New Uses for Familiar Things

Our neighbor Brenda called and asked if she could borrow our leaf blower.  There sat the leaf blower ever–ready, outside on the steps where my Dad had left it. It dawned on me that it was out of fuel. I found the leaf-blower manual and was checking for fuel proportions, when Brenda drove up. I announced Brenda’s arrival to my dad so he could come out and say “Hey” as they do here in Alabama.

Brenda said a wasp stung her while driving over in the car. The last time she got stung it took a week  for the swelling to go down. To avoid further aggravation from the sting, she decided to postpone leaf blowing for a few days. I offered to have her take the blower with her and gave her the manual. She would just take the manual and leave the blower at our house. In the meantime, her husband Jim could figure out fuel proportions and get the gas and oil ready for when she used the blower.

At this point, my dad picked up the container of anti-freeze sitting on the steps and offered it to Brenda to take with her. She asked what was in the container and my Dad replied that he didn’t’ know, but it might be something she could use. I told Brenda it was anti-freeze. She said their cars had closed engines and probably wouldn’t need it. Yes, I thought, that was one good reason not to need it, and the 70-degree April weather was also another. Rest assured fuel lines wouldn’t be freezing up anytime soon.

Brenda drove off. As I looked at the blower, I thought about filling it  with gasoline and oil to save Brenda and Jim the trouble. I turned the blower on its side, unscrewed the gas cap, and lo and behold, a thick green goo filled the opening to the brim. It appeared my Dad had, after all, figured out the use of antifreeze.

Though a far cry from a mechanical genius, even I figured antifreeze was not good for a leaf blower. But beyond that, I was clueless about what to do. So I called my son Brad. He couldn’t come over right away because he was leaving for work to begin his 2-10 p.m. night shift. Dad had two leaf blowers anyway. Brad said he would bring back the other one he borrowed, in case this one was ruined.

How did we end up with two blowers? Whenever Dad could not find something–which occurred frequently–he would go out and buy a new one. That is how he ended up with zillions of socks. He said it would probably take him a year to wear every pair, but that was assuming he could find them.

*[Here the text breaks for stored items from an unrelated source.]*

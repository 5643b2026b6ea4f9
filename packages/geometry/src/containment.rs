//! Point-in-ring and point-near-edge tests.

use geo::{Contains as _, Distance as _, Euclidean, Line, Point};
use lot_measure_parcel_models::LatLng;

use crate::area::ring_to_polygon;

/// Whether `point` lies strictly inside `ring`.
///
/// Points on the boundary are not inside; use [`is_on_edge`] for those.
#[must_use]
pub fn contains_point(ring: &[LatLng], point: LatLng) -> bool {
    if ring.len() < 3 {
        return false;
    }
    ring_to_polygon(ring).contains(&Point::new(point.lng, point.lat))
}

/// Whether `point` lies within `tolerance_rad` (an angle, in radians) of
/// any edge of `ring`, including the closing edge.
///
/// Coordinates are projected to a local equirectangular plane around
/// `point` so the distance is measured in radians of arc.
#[must_use]
pub fn is_on_edge(ring: &[LatLng], point: LatLng, tolerance_rad: f64) -> bool {
    let Some(&first) = ring.first() else {
        return false;
    };
    let cos_lat = point.lat.to_radians().cos();
    let project = |p: LatLng| {
        geo::coord! {
            x: (p.lng - point.lng).to_radians() * cos_lat,
            y: (p.lat - point.lat).to_radians(),
        }
    };
    let origin = Point::new(0.0, 0.0);

    ring.iter()
        .zip(ring.iter().skip(1).chain(std::iter::once(&first)))
        .any(|(&a, &b)| {
            let edge = Line::new(project(a), project(b));
            Euclidean.distance(&origin, &edge) <= tolerance_rad
        })
}

#[cfg(test)]
mod tests {
    use super::*;
    use crate::DEFAULT_EDGE_TOLERANCE_RAD;

    fn square() -> Vec<LatLng> {
        vec![
            LatLng::new(37.0, -122.0),
            LatLng::new(37.0, -121.999),
            LatLng::new(37.001, -121.999),
            LatLng::new(37.001, -122.0),
        ]
    }

    #[test]
    fn interior_point_is_contained() {
        assert!(contains_point(&square(), LatLng::new(37.0005, -121.9995)));
    }

    #[test]
    fn exterior_point_is_not_contained() {
        assert!(!contains_point(&square(), LatLng::new(37.002, -121.9995)));
    }

    #[test]
    fn boundary_point_is_not_strictly_inside_but_is_on_edge() {
        let on_edge = LatLng::new(37.0, -121.9995);
        assert!(!contains_point(&square(), on_edge));
        assert!(is_on_edge(&square(), on_edge, DEFAULT_EDGE_TOLERANCE_RAD));
    }

    #[test]
    fn closing_edge_is_checked() {
        // West edge runs from the last vertex back to the first.
        let near_west = LatLng::new(37.0005, -122.000_05);
        assert!(is_on_edge(&square(), near_west, DEFAULT_EDGE_TOLERANCE_RAD));
    }

    #[test]
    fn tolerance_is_respected() {
        // ~111 m south of the south edge.
        let far = LatLng::new(36.999, -121.9995);
        assert!(!is_on_edge(&square(), far, DEFAULT_EDGE_TOLERANCE_RAD));
        assert!(is_on_edge(&square(), far, 200.0 / crate::EARTH_RADIUS_M));
    }

    #[test]
    fn degenerate_rings_never_panic() {
        let p = LatLng::new(37.0, -122.0);
        assert!(!contains_point(&[], p));
        assert!(!is_on_edge(&[], p, DEFAULT_EDGE_TOLERANCE_RAD));
        assert!(!contains_point(&[p], p));
        assert!(is_on_edge(&[p], p, DEFAULT_EDGE_TOLERANCE_RAD));
    }
}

With the leaf-blower problem under control, I delved back into my new freelance business. However,  Dad had other ideas. My little office with computer was located to the side of the kitchen on a desk area, extending out from the kitchen counter. The banging began as my Dad started opening and shutting kitchen cupboards searching for something. I asked him what he was looking for and he told me a wrench. Well, amazingly enough…we don’t keep wrenches in the kitchen cupboards. I suggested he look on the shelves in the entryway where numerous other tools were located. I asked him why he needed a wrench and he answered vaguely, saying he was working on something. There comes a time when you just do not want to know. I had other things to do, and there would be no grilling him about what he was going to do with that wrench. The wrench remained an unsolved a mystery.